On Monday, the Jasper campus of Bevill State will be hosting its inaugural “puppy break” as a way to help relax students after taking their final exams of the semester. Grant Cockrell, interim director of student services for the Jasper campus, said the program Hand in Paw operates out of Birmingham and provides trained therapy dogs to assist people in many ways.
“This is a way to try and give the students something to de-stress with. I looked into it, and it’s something that they’ve offered at Alabama, UAB [and] Montevallo,” Cockrell said. “So, I contacted them and was able to get them here.”
Students and faculty can enjoy the comfort and warmth radiating from the four-legged, furry friends this Monday between 9 and 10 a.m. located in the Harold Wade Math and Science Building. From dachshunds and collies to labradors and terriers, several different breeds will be on hand for students’ enjoyment.
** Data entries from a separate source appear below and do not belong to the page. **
//! Contains the [`KillerCageConstraint`] struct for killer cages.

use sudoku_engine::prelude::*;

/// A [`Constraint`] for a killer cage: a group of cells which cannot repeat
/// digits and, when a sum is given, must total it exactly.
#[derive(Debug)]
pub struct KillerCageConstraint {
    specific_name: String,
    cells: Vec<CellIndex>,
    sum: Option<usize>,
}

impl KillerCageConstraint {
    pub fn new(cells: Vec<CellIndex>, sum: Option<usize>) -> Self {
        let mut cells = cells;
        cells.sort();
        cells.dedup();

        let specific_name = match sum {
            Some(sum) => format!("Killer Cage {} at {}", sum, cells[0]),
            None => format!("Killer Cage at {}", cells[0]),
        };
        Self {
            specific_name,
            cells,
            sum,
        }
    }

    pub fn cells(&self) -> &[CellIndex] {
        &self.cells
    }

    pub fn sum(&self) -> Option<usize> {
        self.sum
    }

    /// Solved subtotal and count of solved cells.
    fn solved_total(&self, board: &Board) -> (usize, usize) {
        let mut total = 0;
        let mut solved = 0;
        for &cell in &self.cells {
            let mask = board.cell(cell);
            if mask.is_solved() {
                total += mask.value();
                solved += 1;
            }
        }
        (total, solved)
    }
}

impl Constraint for KillerCageConstraint {
    fn name(&self) -> &str {
        "Killer Cage"
    }

    fn specific_name(&self) -> String {
        self.specific_name.clone()
    }

    fn init_board(&self, board: &mut Board) -> LogicalStepResult {
        let Some(sum) = self.sum else {
            return LogicalStepResult::None;
        };

        let helper = SumCellsHelper::new(board, &self.cells);
        match helper.restrict_sum_range(board, sum, sum) {
            LogicResult::Invalid => LogicalStepResult::Invalid(Some(
                format!("{} cannot total {}", compact_name(&self.cells), sum).into(),
            )),
            LogicResult::Changed => LogicalStepResult::Changed(None),
            _ => LogicalStepResult::None,
        }
    }

    fn enforce(&self, board: &Board, cell: CellIndex, _value: usize) -> LogicResult {
        let Some(sum) = self.sum else {
            return LogicResult::None;
        };
        if !self.cells.contains(&cell) {
            return LogicResult::None;
        }

        let (total, solved) = self.solved_total(board);
        if total > sum {
            return LogicResult::Invalid;
        }
        if solved == self.cells.len() && total != sum {
            return LogicResult::Invalid;
        }
        LogicResult::None
    }

    fn step_logic(&self, board: &mut Board, is_brute_forcing: bool) -> LogicalStepResult {
        let Some(sum) = self.sum else {
            return LogicalStepResult::None;
        };

        let before: Vec<ValueMask> = self.cells.iter().map(|&cell| board.cell(cell)).collect();
        let helper = SumCellsHelper::new(board, &self.cells);
        match helper.restrict_sum_range(board, sum, sum) {
            LogicResult::Invalid => {
                let desc = (!is_brute_forcing)
                    .then(|| format!("{} cannot total {}", compact_name(&self.cells), sum).into());
                LogicalStepResult::Invalid(desc)
            }
            LogicResult::Changed => {
                let desc = (!is_brute_forcing).then(|| {
                    let elims = EliminationList::from_mask_diff(board, &self.cells, &before);
                    LogicalStepDesc::from_elims(
                        &format!("{} must total {}", compact_name(&self.cells), sum),
                        &elims,
                    )
                });
                LogicalStepResult::Changed(desc)
            }
            _ => LogicalStepResult::None,
        }
    }

    fn cells_must_contain(&self, board: &Board, value: usize) -> Vec<CellIndex> {
        let Some(sum) = self.sum else {
            return Vec::new();
        };

        let candidates: Vec<CellIndex> = self
            .cells
            .iter()
            .copied()
            .filter(|&cell| {
                let mask = board.cell(cell);
                !mask.is_solved() && mask.has(value)
            })
            .collect();
        if candidates.is_empty() {
            return Vec::new();
        }
        if self
            .cells
            .iter()
            .any(|&cell| board.cell(cell).is_solved() && board.cell(cell).value() == value)
        {
            return Vec::new();
        }

        // The value is required iff the sum is unreachable without it.
        let mut without = board.clone();
        for &cell in &candidates {
            without.clear_value(cell, value);
        }
        let helper = SumCellsHelper::new(&without, &self.cells);
        let reachable = helper
            .possible_sums(&mut without)
            .binary_search(&sum)
            .is_ok();
        if reachable {
            Vec::new()
        } else {
            candidates
        }
    }

    fn get_weak_links(&self) -> Vec<(CandidateIndex, CandidateIndex)> {
        if self.cells.len() < SIZE {
            nonrepeat_links(self.cells.iter().copied())
        } else {
            Vec::new()
        }
    }

    fn get_houses(&self) -> Vec<House> {
        if self.cells.len() == SIZE {
            vec![House::new(&self.specific_name, &self.cells)]
        } else {
            Vec::new()
        }
    }

    fn constraint_hash(&self) -> String {
        match self.sum {
            Some(sum) => format!("KillerCage:{}:{}", sum, compact_name(&self.cells)),
            None => format!("KillerCage:{}", compact_name(&self.cells)),
        }
    }
}

#[cfg(test)]
mod test {
    use super::*;
    use std::sync::Arc;

    #[test]
    fn test_cage_forces_minimal_set() {
        let cells: Vec<CellIndex> = (0..3).map(|col| CellIndex::from_rc(0, col)).collect();
        let solver = SolverBuilder::default()
            .with_constraint(Arc::new(KillerCageConstraint::new(cells.clone(), Some(6))))
            .build()
            .unwrap();

        // Sum 6 over three distinct digits is 1+2+3.
        for &cell in &cells {
            assert_eq!(u32::from(solver.board().cell(cell)), 0b111);
        }
    }

    #[test]
    fn test_cage_enforce_rejects_overshoot() {
        let cells: Vec<CellIndex> = (0..2).map(|col| CellIndex::from_rc(0, col)).collect();
        let mut solver = SolverBuilder::default()
            .with_constraint(Arc::new(KillerCageConstraint::new(cells.clone(), Some(9))))
            .build()
            .unwrap();

        assert!(solver.set_value(cells[0], 3));
        assert!(solver.consolidate() != LogicResult::Invalid);
        // With 3 placed, only 6 completes the cage.
        assert!(solver.board().cell(cells[1]).is_solved());
        assert_eq!(solver.board().cell(cells[1]).value(), 6);
    }

    #[test]
    fn test_cage_infeasible_sum() {
        let cells: Vec<CellIndex> = (0..2).map(|col| CellIndex::from_rc(0, col)).collect();
        let result = SolverBuilder::default()
            .with_constraint(Arc::new(KillerCageConstraint::new(cells, Some(2))))
            .build();
        assert!(result.is_err());
    }

    #[test]
    fn test_cells_must_contain() {
        let cells: Vec<CellIndex> = (0..2).map(|col| CellIndex::from_rc(0, col)).collect();
        let solver = SolverBuilder::default()
            .with_constraint(Arc::new(KillerCageConstraint::new(cells.clone(), Some(17))))
            .build()
            .unwrap();

        // 17 = 8+9: both values are required somewhere in the cage.
        let constraint = &solver.board().constraints()[0];
        let must_have_9 = constraint.cells_must_contain(solver.board(), 9);
        assert_eq!(must_have_9.len(), 2);
        let must_have_1 = constraint.cells_must_contain(solver.board(), 1);
        assert!(must_have_1.is_empty());
    }
}
use serde::{Deserialize, Serialize};

use super::{Client, Device, Os};

/// Combined classification of one User-Agent string.
#[derive(Debug, Clone, PartialEq, Eq, Hash, Serialize, Deserialize)]
pub struct Detection {
    pub client: Client,
    pub os: Os,
    pub device: Device,
}

impl Detection {
    pub fn client(&self) -> &Client {
        &self.client
    }
    pub fn os(&self) -> &Os {
        &self.os
    }
    pub fn device(&self) -> &Device {
        &self.device
    }
    pub fn is_spider(&self) -> bool {
        self.client.is_spider()
    }
    pub fn is_mobile(&self) -> bool {
        self.device.is_mobile
    }
}

impl std::fmt::Display for Detection {
    fn fmt(&self, f: &mut std::fmt::Formatter<'_>) -> std::fmt::Result {
        write!(
            f,
            "{{client: {}, os: {}, device: {}}}",
            self.client, self.os, self.device
        )
    }
}
use crate::parser::Captures;

/// Resolve a client/OS family.
///
/// With a template, the first `$1` is replaced by group 1 when that group
/// participated; otherwise the template is used verbatim. Without a template
/// the family is group 1 itself, or `None` when there is no group 1.
pub(crate) fn resolve_family(template: Option<&str>, captures: &Captures) -> Option<String> {
    match template {
        Some(t) => match captures.get_str(1) {
            Some(group) if t.contains("$1") => Some(t.replacen("$1", group, 1)),
            _ => Some(t.to_owned()),
        },
        None => captures.get_str(1).map(str::to_owned),
    }
}

/// Replace every `$1`..`$9` in `template` with the matching capture group,
/// then trim surrounding whitespace. Groups that didn't participate become
/// empty.
pub(crate) fn substitute(template: &str, captures: &Captures) -> String {
    if !template.contains('$') {
        return template.trim().to_owned();
    }

    let mut result = String::with_capacity(template.len());
    let mut chars = template.chars().peekable();

    while let Some(c) = chars.next() {
        if c == '$' {
            if let Some(&d) = chars.peek() {
                if d.is_ascii_digit() {
                    chars.next();
                    let idx = (d as u8 - b'0') as usize;
                    if let Some(m) = captures.get_str(idx) {
                        result.push_str(m);
                    }
                    continue;
                }
            }
        }
        result.push(c);
    }

    result.trim().to_owned()
}
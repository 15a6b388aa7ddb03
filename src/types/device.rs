use once_cell::sync::Lazy;
use serde::{Deserialize, Serialize};

use crate::helpers::Quoted;

static OTHER: Lazy<Device> = Lazy::new(|| Device::new("Other", None, None));

/// Device facet.
#[derive(Debug, Clone, PartialEq, Eq, Hash, Serialize, Deserialize)]
pub struct Device {
    pub family: String,
    pub brand: Option<String>,
    pub model: Option<String>,
    /// Set from the mobile family lists using the resolved client and OS.
    pub is_mobile: bool,
}

impl Device {
    pub fn new(family: impl Into<String>, brand: Option<&str>, model: Option<&str>) -> Self {
        Self {
            family: family.into(),
            brand: brand.map(str::to_owned),
            model: model.map(str::to_owned),
            is_mobile: false,
        }
    }

    /// The facet returned when no rule matches.
    pub fn other() -> Self {
        OTHER.clone()
    }
}

impl std::fmt::Display for Device {
    fn fmt(&self, f: &mut std::fmt::Formatter<'_>) -> std::fmt::Result {
        write!(
            f,
            "{{family: {}, brand: {}, model: {}, is_mobile: {}}}",
            Quoted(Some(&self.family)),
            Quoted(self.brand.as_deref()),
            Quoted(self.model.as_deref()),
            self.is_mobile,
        )
    }
}
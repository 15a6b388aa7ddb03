use std::borrow::Cow;
use std::fmt;

use once_cell::sync::Lazy;
use serde::{Deserialize, Serialize};

use crate::helpers::{join_version, Quoted, UNKNOWN};

static OTHER: Lazy<Os> = Lazy::new(|| Os::new("Other", [None; 4]));

/// Operating system facet.
#[derive(Debug, Clone, PartialEq, Eq, Hash, Serialize, Deserialize)]
pub struct Os {
    pub family: String,
    pub major: Option<String>,
    pub minor: Option<String>,
    pub patch: Option<String>,
    pub patch_minor: Option<String>,
}

impl Os {
    /// `versions` is `[major, minor, patch, patch_minor]`.
    pub fn new(family: impl Into<String>, versions: [Option<&str>; 4]) -> Self {
        let [major, minor, patch, patch_minor] = versions.map(|v| v.map(str::to_owned));
        Self {
            family: family.into(),
            major,
            minor,
            patch,
            patch_minor,
        }
    }

    /// The facet returned when no rule matches.
    pub fn other() -> Self {
        OTHER.clone()
    }

    pub fn display_family(&self) -> Cow<'_, str> {
        if self.family.is_empty() {
            Cow::Borrowed(UNKNOWN)
        } else {
            Cow::Borrowed(&self.family)
        }
    }

    pub fn full_version(&self) -> String {
        self.version(true, true, true)
    }

    pub fn short_version(&self) -> String {
        self.version(true, false, false)
    }

    /// Dotted version down to the deepest requested level; stops at the
    /// first missing component.
    pub fn version(&self, include_minor: bool, include_patch: bool, include_patch_minor: bool) -> String {
        let depth = 1
            + include_minor as usize
            + (include_minor && include_patch) as usize
            + (include_minor && include_patch && include_patch_minor) as usize;
        let components = [
            self.major.as_deref(),
            self.minor.as_deref(),
            self.patch.as_deref(),
            self.patch_minor.as_deref(),
        ];
        join_version(&components[..depth]).unwrap_or_else(|| UNKNOWN.to_owned())
    }
}

impl fmt::Display for Os {
    fn fmt(&self, f: &mut fmt::Formatter<'_>) -> fmt::Result {
        write!(
            f,
            "{{family: {}, major: {}, minor: {}, patch: {}, patch_minor: {}}}",
            Quoted(Some(&self.family)),
            Quoted(self.major.as_deref()),
            Quoted(self.minor.as_deref()),
            Quoted(self.patch.as_deref()),
            Quoted(self.patch_minor.as_deref()),
        )
    }
}
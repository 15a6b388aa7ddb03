mod cache;
mod config;
mod db;
mod error;
mod extract;
mod helpers;
mod parser;
mod rule;
mod substitution;
mod types;
mod ua_parser;

pub use config::{CacheConfig, ParserConfig, DEFAULT_INITIAL_CAPACITY, DEFAULT_MAX_CAPACITY};
pub use db::{RuleDescriptor, RuleSet, BUNDLED_RULES};
pub use error::{Error, Result};
pub use types::*;
pub use ua_parser::UaParser;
Kayla Hartley, a student at Bevill State, thinks the event will be very beneficial for students.
“I think it’s a great idea because I know, me personally, I love animals. They help take away the stress, majorly, and I’ve seen that in a lot of students,” Hartley said.
Hand in Paw was founded in 1996 by Beth Franklin and has aided area hospitals, nursing homes, schools and rehabilitation facilities with its services. It is a nonprofit 501(c)(3) organization that serves surrounding counties in Central Alabama. Its mission, according to its website www.handinpaw.org, is “to improve the health and well-being of children and adults by serving those with physical, emotional, educational or psychological needs through interactions with professionally-trained Animal-Assisted Therapy Teams.”
Cockrell said based on the response BSCC receives from its students will let him know if it may turn into an annual or semi-annual event.
“I think it’s just a good way to help them calm down before a test, kind of get their minds off of being so focused and concerned about their grade. [It will] give them a little moment to relax and focus on something different,” Cockrell said. “We have some that, literally, have test anxiety. They get special accommodations for test anxiety, so it’s just some way to help them and give them a little break from having to be so concerned.”